Raytheon Technologies is an aerospace and defense company that provides advanced systems and services for commercial, military and government customers worldwide. Key products and capabilities include aircraft engines, aerostructures, avionics, aircraft interiors, cyber and data analytics, missile defense, mission systems, weapons systems and sensors and mission systems.

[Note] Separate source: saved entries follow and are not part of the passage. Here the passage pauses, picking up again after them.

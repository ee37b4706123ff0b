//! The stock scene and the state its parameter callbacks mutate.

use diorama_assets::LoadedAsset;
use diorama_common::{Color, EntityId, Transform};
use diorama_kernel::{
    AnimationRig, CameraPose, Clock, Entity, Geometry, HighlightLinks, Light, Material,
    ShadowBounds, ShadowFlags, Registry,
};
use diorama_render::PostProcess;
use glam::{Vec2, Vec3};
use std::f32::consts::PI;

/// Where the imported mesh is placed.
pub const IMPORT_POSITION: Vec3 = Vec3::new(0.0, 5.0, 0.0);
/// Rotation of the imported mesh about Y, radians.
pub const IMPORT_YAW: f32 = -0.25 * PI;
pub const IMPORT_COLOR: u32 = 0xff00ff;

/// Handles of the built-in entities.
#[derive(Debug, Clone, Copy, PartialEq)]
pub struct SceneHandles {
    pub cube: EntityId,
    pub edges: EntityId,
    pub floor: EntityId,
    pub wall_x: EntityId,
    pub wall_z: EntityId,
    pub sphere: EntityId,
    pub ambient: EntityId,
    pub sun: EntityId,
}

/// Everything the frame loop and the parameter callbacks touch.
#[derive(Debug, Clone)]
pub struct SceneState {
    pub registry: Registry,
    pub camera: CameraPose,
    pub clock: Clock,
    pub rig: AnimationRig,
    pub links: HighlightLinks,
    pub handles: SceneHandles,
    /// Imported meshes, in arrival order.
    pub imports: Vec<EntityId>,
    /// Pointer in NDC, `None` when it is outside the window.
    pub pointer: Option<Vec2>,
    pub highlight: Color,
    pub post: PostProcess,
}

impl SceneState {
    /// Build the stock scene: spinning cube with an edge overlay, three
    /// checkered planes, a bouncing sphere and two lights.
    pub fn new(highlight: Color) -> Self {
        let mut registry = Registry::new();

        let cube = registry.spawn(
            Entity::new("cube", Geometry::cuboid(2.0, 2.0, 2.0))
                .with_material(Material::unlit(Color::WHITE))
                .with_transform(Transform::from_position(Vec3::new(0.0, 10.0, 0.0)))
                .with_shadows(ShadowFlags::CASTS),
        );
        let edges = registry.spawn(
            Entity::new("edges", Geometry::edges(2.0, 2.0, 2.0))
                .with_material(Material::unlit(Color::WHITE).glowing())
                .with_transform(Transform::from_position(Vec3::new(0.0, 10.0, 0.0))),
        );

        let plane = || Geometry::Plane {
            width: 20.0,
            height: 20.0,
        };
        let checker = || Material::new(Color::WHITE).checkered().double_sided();
        let floor = registry.spawn(
            Entity::new("floor", plane())
                .with_material(checker())
                .with_transform(Transform {
                    rotation: Vec3::new(-0.5 * PI, 0.0, 0.0),
                    ..Transform::default()
                })
                .with_shadows(ShadowFlags::RECEIVES),
        );
        let wall_x = registry.spawn(
            Entity::new("wall_x", plane())
                .with_material(checker())
                .with_transform(Transform {
                    position: Vec3::new(10.0, 10.0, 0.0),
                    rotation: Vec3::new(0.0, -0.5 * PI, 0.0),
                    ..Transform::default()
                })
                .with_shadows(ShadowFlags::RECEIVES),
        );
        let wall_z = registry.spawn(
            Entity::new("wall_z", plane())
                .with_material(checker())
                .with_transform(Transform::from_position(Vec3::new(0.0, 10.0, -10.0)))
                .with_shadows(ShadowFlags::RECEIVES),
        );

        let sphere = registry.spawn(
            Entity::new("sphere", Geometry::Sphere { radius: 2.0 })
                .with_material(Material::new(Color::WHITE))
                .with_transform(Transform::from_position(Vec3::new(0.0, 15.0, 0.0)))
                .with_shadows(ShadowFlags::CASTS),
        );

        let ambient = registry.spawn(Entity::new(
            "ambient",
            Geometry::Light(Light::Ambient {
                color: Color::from_hex(0xff00dd),
                intensity: 1.0,
            }),
        ));
        let sun = registry.spawn(
            Entity::new(
                "sun",
                Geometry::Light(Light::Directional {
                    color: Color::WHITE,
                    intensity: 0.8,
                    shadow_bounds: ShadowBounds::square(10.0),
                }),
            )
            .with_transform(Transform::from_position(Vec3::new(-30.0, 50.0, 0.0)))
            .with_shadows(ShadowFlags::CASTS),
        );

        let mut links = HighlightLinks::new();
        links.link([cube, edges]);

        tracing::info!(entities = registry.len(), "built stock scene");
        Self {
            registry,
            camera: CameraPose::default(),
            clock: Clock::new(),
            rig: AnimationRig::new(cube, edges, sphere),
            links,
            handles: SceneHandles {
                cube,
                edges,
                floor,
                wall_x,
                wall_z,
                sphere,
                ambient,
                sun,
            },
            imports: Vec::new(),
            pointer: None,
            highlight,
            post: PostProcess::default(),
        }
    }

    /// Insert a loaded mesh. It becomes an ordinary entity: pickable and
    /// mutable through the registry like the built-ins.
    pub fn add_import(&mut self, asset: &LoadedAsset) -> EntityId {
        let id = self.registry.spawn(
            Entity::new(asset.mesh.name.clone(), Geometry::Mesh(asset.mesh.clone()))
                .with_material(Material::new(Color::from_hex(IMPORT_COLOR)))
                .with_transform(Transform {
                    position: IMPORT_POSITION,
                    rotation: Vec3::new(0.0, IMPORT_YAW, 0.0),
                    ..Transform::default()
                })
                .with_shadows(ShadowFlags::CASTS),
        );
        self.imports.push(id);
        tracing::info!(
            name = %asset.mesh.name,
            asset = %asset.id,
            id = %id.short(),
            "imported mesh added to scene"
        );
        id
    }

    /// Step 1 of a frame: rotations, clock, bounce, camera tracking.
    pub fn animate(&mut self, speed: f32) {
        self.rig
            .step(&mut self.registry, &mut self.clock, speed, &mut self.camera);
    }

    /// Step 2 of a frame: recompute the highlight from scratch.
    pub fn update_highlight(&mut self) -> Option<EntityId> {
        let hit = self.pointer.and_then(|ndc| {
            diorama_kernel::pick::pick(
                ndc,
                &self.camera,
                &self.registry,
                self.registry.pickable(),
            )
        });
        let set = diorama_kernel::pick::highlight_set(hit.map(|h| h.entity), &self.links);
        diorama_kernel::pick::apply_highlight(&mut self.registry, &set, self.highlight);
        hit.map(|h| h.entity)
    }

    /// Viewport resize: new aspect, projection refreshed before the next frame.
    pub fn resize(&mut self, width: u32, height: u32) {
        self.camera.set_viewport(width, height);
        tracing::debug!(width, height, aspect = self.camera.aspect(), "viewport resized");
    }
}

#[cfg(test)]
mod tests {
    use super::*;
    use diorama_assets::AssetId;
    use diorama_kernel::MeshData;
    use std::path::PathBuf;
    use std::sync::Arc;

    fn tri_asset() -> LoadedAsset {
        LoadedAsset {
            id: AssetId::of(b"tri"),
            path: PathBuf::from("tri.glb"),
            mesh: Arc::new(MeshData::new(
                "tri",
                vec![[0.0, 0.0, 0.0], [1.0, 0.0, 0.0], [0.0, 1.0, 0.0]],
                None,
                vec![0, 1, 2],
            )),
        }
    }

    #[test]
    fn stock_scene_layout() {
        let s = SceneState::new(Color::from_hex(0xffff00));
        let r = &s.registry;
        assert_eq!(r.len(), 8);
        assert_eq!(r.get(s.handles.cube).transform().position.y, 10.0);
        assert_eq!(r.get(s.handles.sphere).transform().position, Vec3::new(0.0, 15.0, 0.0));
        assert!(r.get(s.handles.sphere).shadows().casts);
        assert!(r.get(s.handles.floor).shadows().receives);
        assert!(r.get(s.handles.floor).material().checker);
        assert!(!r.get(s.handles.cube).material().lit);
        assert!(r.get(s.handles.edges).material().emissive);
        assert!(!r.get(s.handles.cube).material().emissive);
        assert_eq!(r.pickable().len(), 6);
    }

    #[test]
    fn import_gets_fixed_placement_and_colour() {
        let mut s = SceneState::new(Color::from_hex(0xffff00));
        let id = s.add_import(&tri_asset());
        let e = s.registry.get(id);
        assert_eq!(e.transform().position, IMPORT_POSITION);
        assert!((e.transform().rotation.y + 0.25 * PI).abs() < 1e-6);
        assert_eq!(e.material().base_color.to_hex(), 0xff00ff);
        assert!(e.shadows().casts);
        assert!(e.is_pickable());
        assert_eq!(s.imports, vec![id]);
    }

    #[test]
    fn no_pointer_means_no_highlight() {
        let mut s = SceneState::new(Color::from_hex(0xffff00));
        s.pointer = None;
        assert!(s.update_highlight().is_none());
        for (_, e) in s.registry.iter() {
            assert!(!e.material().is_highlighted());
        }
    }

    #[test]
    fn resize_refreshes_projection() {
        let mut s = SceneState::new(Color::WHITE);
        let before = s.camera.projection();
        s.resize(500, 1000);
        assert_eq!(s.camera.aspect(), 0.5);
        assert_ne!(s.camera.projection(), before);
    }
}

Raytheon Technologies formed in 2020 through the combination of Raytheon Company and the United Technologies Corporation aerospace businesses. The company operates four business segments that are organized based on the nature of the products and services they offer: Collins Aerospace Systems, Pratt & Whitney, Raytheon Intelligence & Space, and Raytheon Missiles & Defense. Raytheon Technologies is headquartered in Waltham, Massachusetts and employs ~195,000 people of which ~60,000 are engineers.[1]

Investment Thesis

We believe Raytheon is a high quality company that is significantly leveraged to commercial aerospace recovery. The stock has underperformed the market over the twelve months as the pandemic caused global travel to a near halt.[2] As the vaccine rollout picks momentum, we expect global travel to gradually pickup, helping companies like Raytheon.

Raytheon has been able to weather the storm better that some of its peers as it has the benefit of a having stable defense business along with commercial aerospace. The merger between United Technologies and Raytheon created the second largest Aerospace and Defense companies in the United States, after Boeing.[3] Through the combination of its supply chain, procurement activities, and facility consolidation, we believe RTX can generate significant cost synergies.

With strong free cash flow generation ability, we believe RTX is able to it weather the current pandemic related crisis better than its peers and is well positioned for a recovery.

Confirmation through Research

Raytheon has a diversified business model that helps the company weather the current crisis better than its peers. Defense business, a very steady business accounts for almost half the revenues and 30% of the revenue comes from aerospace aftermarket, which is highly lucrative.[4]

However, about 20% of the revenue comes from commercial and aerospace OEM business. As one of the largest producers of engines for commercial airlines, Raytheon’s business was severely impacted during the pandemic as global travel came to a standstill. Boeing, one of its largest aerospace customers, was also hit with the issues around 737-MAX, where the production was completely stopped last year.[5]
Nevertheless Boeing’s MAX has been recertified and vaccine rollout is bolstering airlines confidence to place orders again. As aviation recovers, we expect airlines to grow capacity by increasing utilization of the current fleet and start adding newer more efficient planes to their ageing fleet.

Total revenue for Raytheon declined by 26% in Q4 2020, driven by impact of current crisis on its commercial business. Revenue for Pratt & Whitney division declined by 21% and Collins Aerospace declined by 31%.[6] The company also guided to a free cash flow of $4.5 billion for 2021. These results were better than the consensus expectations, helping reinforce our view that RTX has weathered the current storm well and is well positioned for a recovery.

Variant Perception

Raytheon provides a levered play to the recovery while also enjoying a strong defense backdrop, helping its ability to generate free cash flow even during the worst of the times. We believe that the market is missing opportunity and mispricing this durable company.